#### WORK TASK:
Repeat the whole listing exactly.
(MATERIAL SHOWN begins)
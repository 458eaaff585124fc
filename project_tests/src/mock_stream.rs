//! # Mock Event Stream Server
//!
//! A local WebSocket server standing in for the backend's `/ws/tags/`
//! endpoint. Every accepted connection gets an index (0, 1, ...); tests see
//! what each connection receives and can push frames or close it.

use std::net::SocketAddr;
use std::sync::{Arc, Mutex};
use std::time::Duration;

use futures_util::{SinkExt, StreamExt};
use tokio::net::TcpListener;
use tokio::sync::mpsc;
use tokio::task::JoinHandle;
use tokio_tungstenite::{accept_async, tungstenite::protocol::Message};

/// What the server observed.
#[derive(Debug, Clone, PartialEq, Eq)]
pub enum ServerEvent {
    Connected(usize),
    Received(usize, String),
    Closed(usize),
}

enum Command {
    Send(String),
    Close,
}

pub struct MockStreamServer {
    addr: SocketAddr,
    events: mpsc::UnboundedReceiver<ServerEvent>,
    clients: Arc<Mutex<Vec<mpsc::UnboundedSender<Command>>>>,
    accept_task: JoinHandle<()>,
}

impl MockStreamServer {
    pub async fn start() -> Self {
        let listener = TcpListener::bind("127.0.0.1:0").await.expect("bind mock stream server");
        let addr = listener.local_addr().expect("local addr");
        let (events_tx, events) = mpsc::unbounded_channel();
        let clients: Arc<Mutex<Vec<mpsc::UnboundedSender<Command>>>> = Arc::default();

        let registry = clients.clone();
        let accept_task = tokio::spawn(async move {
            while let Ok((stream, _)) = listener.accept().await {
                let ws = match accept_async(stream).await {
                    Ok(ws) => ws,
                    Err(e) => {
                        log::warn!("mock stream handshake failed: {e}");
                        continue;
                    }
                };
                let (cmd_tx, cmd_rx) = mpsc::unbounded_channel();
                let index = {
                    let mut clients = registry.lock().unwrap();
                    clients.push(cmd_tx);
                    clients.len() - 1
                };
                log::debug!("mock stream accepted connection {index}");
                let _ = events_tx.send(ServerEvent::Connected(index));
                tokio::spawn(serve_client(ws, index, cmd_rx, events_tx.clone()));
            }
        });

        Self {
            addr,
            events,
            clients,
            accept_task,
        }
    }

    /// `http://127.0.0.1:<port>`, usable as a mirror origin.
    pub fn origin(&self) -> String {
        format!("http://{}", self.addr)
    }

    pub fn url(&self) -> url::Url {
        url::Url::parse(&format!("ws://{}/ws/tags/", self.addr)).expect("valid url")
    }

    pub fn connections(&self) -> usize {
        self.clients.lock().unwrap().len()
    }

    pub fn send(&self, connection: usize, text: impl Into<String>) {
        let clients = self.clients.lock().unwrap();
        let _ = clients[connection].send(Command::Send(text.into()));
    }

    /// Closes one connection from the server side.
    pub fn close(&self, connection: usize) {
        let clients = self.clients.lock().unwrap();
        let _ = clients[connection].send(Command::Close);
    }

    /// Next observed event; panics after 5 s.
    pub async fn next_event(&mut self) -> ServerEvent {
        self.next_event_within(Duration::from_secs(5))
            .await
            .expect("mock stream server event in time")
    }

    /// Next observed event, or `None` if nothing happens within `wait`.
    pub async fn next_event_within(&mut self, wait: Duration) -> Option<ServerEvent> {
        tokio::time::timeout(wait, self.events.recv()).await.ok().flatten()
    }

    /// Collects the next `count` text frames received on `connection`,
    /// skipping events of other kinds.
    pub async fn frames(&mut self, connection: usize, count: usize) -> Vec<String> {
        let mut frames = Vec::with_capacity(count);
        while frames.len() < count {
            if let ServerEvent::Received(index, text) = self.next_event().await {
                if index == connection {
                    frames.push(text);
                }
            }
        }
        frames
    }
}

impl Drop for MockStreamServer {
    fn drop(&mut self) {
        self.accept_task.abort();
    }
}

async fn serve_client(
    ws: tokio_tungstenite::WebSocketStream<tokio::net::TcpStream>,
    index: usize,
    mut commands: mpsc::UnboundedReceiver<Command>,
    events: mpsc::UnboundedSender<ServerEvent>,
) {
    let (mut write, mut read) = ws.split();
    loop {
        tokio::select! {
            cmd = commands.recv() => match cmd {
                Some(Command::Send(text)) => {
                    if write.send(Message::Text(text.into())).await.is_err() {
                        break;
                    }
                }
                Some(Command::Close) | None => {
                    let _ = write.send(Message::Close(None)).await;
                    break;
                }
            },
            msg = read.next() => match msg {
                Some(Ok(Message::Text(text))) => {
                    let _ = events.send(ServerEvent::Received(index, text.as_str().to_owned()));
                }
                Some(Ok(Message::Close(_))) | Some(Err(_)) | None => break,
                Some(Ok(_)) => {}
            }
        }
    }
    let _ = events.send(ServerEvent::Closed(index));
}
use lib_scada::core::ConnectionState;
use lib_scada::stores::{AlarmStore, TagStore};
use lib_scada::{Mirror, MirrorError, SnapshotChannel};
use std::sync::Arc;
use std::time::Duration;
use tokio::sync::broadcast;
use tokio::time::interval;

/// One-line summary of the mirror contents.
pub fn stats_line(state: ConnectionState, tags: &TagStore, alarms: &AlarmStore) -> String {
    let stats = alarms.stats();
    let buckets = alarms.by_severity().counts();
    format!(
        "stream={:?} tags={} critical_tags={} alarms={} active={} acknowledged={} \
         by_severity=[C:{} H:{} M:{} L:{}]",
        state,
        tags.len(),
        tags.critical_tags().len(),
        stats.total,
        stats.active,
        stats.acknowledged,
        buckets[0],
        buckets[1],
        buckets[2],
        buckets[3],
    )
}

/// Logs mirror stats every `every` and reloads the snapshot when the mirror
/// has missed pushes or the last load failed.
pub async fn run<S: SnapshotChannel>(
    mirror: Arc<Mirror>,
    source: Arc<S>,
    every: Duration,
    mut needs_reload: bool,
    mut shutdown: broadcast::Receiver<()>,
) {
    let mut check_interval = interval(every);

    loop {
        tokio::select! {
            _ = shutdown.recv() => {
                log::info!("Monitor service received shutdown signal.");
                break;
            }
            _ = check_interval.tick() => {
                let state = mirror.connection().state();
                log::info!("{}", stats_line(state, mirror.tags(), mirror.alarms()));

                if mirror.take_stale() {
                    log::warn!("Mirror may have missed updates. Reloading snapshot.");
                    needs_reload = true;
                }
                // The snapshot channel does not depend on the stream being up.
                if needs_reload {
                    match mirror.load_snapshot(source.as_ref()).await {
                        Ok(summary) => {
                            log::info!("Snapshot reloaded: {:?}", summary);
                            needs_reload = false;
                        }
                        Err(MirrorError::Unauthorized) => {
                            log::error!("Snapshot reload rejected: session is no longer authorized.");
                        }
                        Err(e) => log::warn!("Snapshot reload failed: {}. Retrying on next tick.", e),
                    }
                }
            }
        }
    }
}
(MATERIAL SHOWN ends)
#### RESPONSE TO THIS EXERCISE:
repository 458eaaff585124fc
filename project_tests/src/mock_stream.rs
//! # Mock Event Stream Server
//!
//! A local WebSocket server standing in for the backend's `/ws/tags/`
//! endpoint. Every accepted connection gets an index (0, 1, ...); tests see
//! what each connection receives and can push frames or close it.

use std::net::SocketAddr;
use std::sync::{Arc, Mutex};
use std::time::Duration;

use futures_util::{SinkExt, StreamExt};
use tokio::net::TcpListener;
use tokio::sync::mpsc;
use tokio::task::JoinHandle;
use tokio_tungstenite::{accept_async, tungstenite::protocol::Message};

/// What the server observed.
#[derive(Debug, Clone, PartialEq, Eq)]
pub enum ServerEvent {
    Connected(usize),
    Received(usize, String),
    Closed(usize),
}

enum Command {
    Send(String),
    Close,
}

pub struct MockStreamServer {
    addr: SocketAddr,
    events: mpsc::UnboundedReceiver<ServerEvent>,
    clients: Arc<Mutex<Vec<mpsc::UnboundedSender<Command>>>>,
    accept_task: JoinHandle<()>,
}

impl MockStreamServer {
    pub async fn start() -> Self {
        let listener = TcpListener::bind("127.0.0.1:0").await.expect("bind mock stream server");
        let addr = listener.local_addr().expect("local addr");
        let (events_tx, events) = mpsc::unbounded_channel();
        let clients: Arc<Mutex<Vec<mpsc::UnboundedSender<Command>>>> = Arc::default();

        let registry = clients.clone();
        let accept_task = tokio::spawn(async move {
            while let Ok((stream, _)) = listener.accept().await {
                let ws = match accept_async(stream).await {
                    Ok(ws) => ws,
                    Err(e) => {
                        log::warn!("mock stream handshake failed: {e}");
                        continue;
                    }
                };
                let (cmd_tx, cmd_rx) = mpsc::unbounded_channel();
                let index = {
                    let mut clients = registry.lock().unwrap();
                    clients.push(cmd_tx);
                    clients.len() - 1
                };
                log::debug!("mock stream accepted connection {index}");
                let _ = events_tx.send(ServerEvent::Connected(index));
                tokio::spawn(serve_client(ws, index, cmd_rx, events_tx.clone()));
            }
        });

        Self {
            addr,
            events,
            clients,
            accept_task,
        }
    }

    /// `http://127.0.0.1:<port>`, usable as a mirror origin.
    pub fn origin(&self) -> String {
        format!("http://{}", self.addr)
    }

    pub fn url(&self) -> url::Url {
        url::Url::parse(&format!("ws://{}/ws/tags/", self.addr)).expect("valid url")
    }

    pub fn connections(&self) -> usize {
        self.clients.lock().unwrap().len()
    }

    pub fn send(&self, connection: usize, text: impl Into<String>) {
        let clients = self.clients.lock().unwrap();
        let _ = clients[connection].send(Command::Send(text.into()));
    }

    /// Closes one connection from the server side.
    pub fn close(&self, connection: usize) {
        let clients = self.clients.lock().unwrap();
        let _ = clients[connection].send(Command::Close);
    }

    /// Next observed event; panics after 5 s.
    pub async fn next_event(&mut self) -> ServerEvent {
        self.next_event_within(Duration::from_secs(5))
            .await
            .expect("mock stream server event in time")
    }

    /// Next observed event, or `None` if nothing happens within `wait`.
    pub async fn next_event_within(&mut self, wait: Duration) -> Option<ServerEvent> {
        tokio::time::timeout(wait, self.events.recv()).await.ok().flatten()
    }

    /// Collects the next `count` text frames received on `connection`,
    /// skipping events of other kinds.
    pub async fn frames(&mut self, connection: usize, count: usize) -> Vec<String> {
        let mut frames = Vec::with_capacity(count);
        while frames.len() < count {
            if let ServerEvent::Received(index, text) = self.next_event().await {
                if index == connection {
                    frames.push(text);
                }
            }
        }
        frames
    }
}

impl Drop for MockStreamServer {
    fn drop(&mut self) {
        self.accept_task.abort();
    }
}

async fn serve_client(
    ws: tokio_tungstenite::WebSocketStream<tokio::net::TcpStream>,
    index: usize,
    mut commands: mpsc::UnboundedReceiver<Command>,
    events: mpsc::UnboundedSender<ServerEvent>,
) {
    let (mut write, mut read) = ws.split();
    loop {
        tokio::select! {
            cmd = commands.recv() => match cmd {
                Some(Command::Send(text)) => {
                    if write.send(Message::Text(text.into())).await.is_err() {
                        break;
                    }
                }
                Some(Command::Close) | None => {
                    let _ = write.send(Message::Close(None)).await;
                    break;
                }
            },
            msg = read.next() => match msg {
                Some(Ok(Message::Text(text))) => {
                    let _ = events.send(ServerEvent::Received(index, text.as_str().to_owned()));
                }
                Some(Ok(Message::Close(_))) | Some(Err(_)) | None => break,
                Some(Ok(_)) => {}
            }
        }
    }
    let _ = events.send(ServerEvent::Closed(index));
}
use lib_scada::core::ConnectionState;
use lib_scada::stores::{AlarmStore, TagStore};
use lib_scada::{Mirror, MirrorError, SnapshotChannel};
use std::sync::Arc;
use std::time::Duration;
use tokio::sync::broadcast;
use tokio::time::interval;

/// One-line summary of the mirror contents.
pub fn stats_line(state: ConnectionState, tags: &TagStore, alarms: &AlarmStore) -> String {
    let stats = alarms.stats();
    let buckets = alarms.by_severity().counts();
    format!(
        "stream={:?} tags={} critical_tags={} alarms={} active={} acknowledged={} \
         by_severity=[C:{} H:{} M:{} L:{}]",
        state,
        tags.len(),
        tags.critical_tags().len(),
        stats.total,
        stats.active,
        stats.acknowledged,
        buckets[0],
        buckets[1],
        buckets[2],
        buckets[3],
    )
}

/// Logs mirror stats every `every` and reloads the snapshot when the mirror
/// has missed pushes or the last load failed.
pub async fn run<S: SnapshotChannel>(
    mirror: Arc<Mirror>,
    source: Arc<S>,
    every: Duration,
    mut needs_reload: bool,
    mut shutdown: broadcast::Receiver<()>,
) {
    let mut check_interval = interval(every);

    loop {
        tokio::select! {
            _ = shutdown.recv() => {
                log::info!("Monitor service received shutdown signal.");
                break;
            }
            _ = check_interval.tick() => {
                let state = mirror.connection().state();
                log::info!("{}", stats_line(state, mirror.tags(), mirror.alarms()));

                if mirror.take_stale() {
                    log::warn!("Mirror may have missed updates. Reloading snapshot.");
                    needs_reload = true;
                }
                // The snapshot channel does not depend on the stream being up.
                if needs_reload {
                    match mirror.load_snapshot(source.as_ref()).await {
                        Ok(summary) => {
                            log::info!("Snapshot reloaded: {:?}", summary);
                            needs_reload = false;
                        }
                        Err(MirrorError::Unauthorized) => {
                            log::error!("Snapshot reload rejected: session is no longer authorized.");
                        }
                        Err(e) => log::warn!("Snapshot reload failed: {}. Retrying on next tick.", e),
                    }
                }
            }
        }
    }
}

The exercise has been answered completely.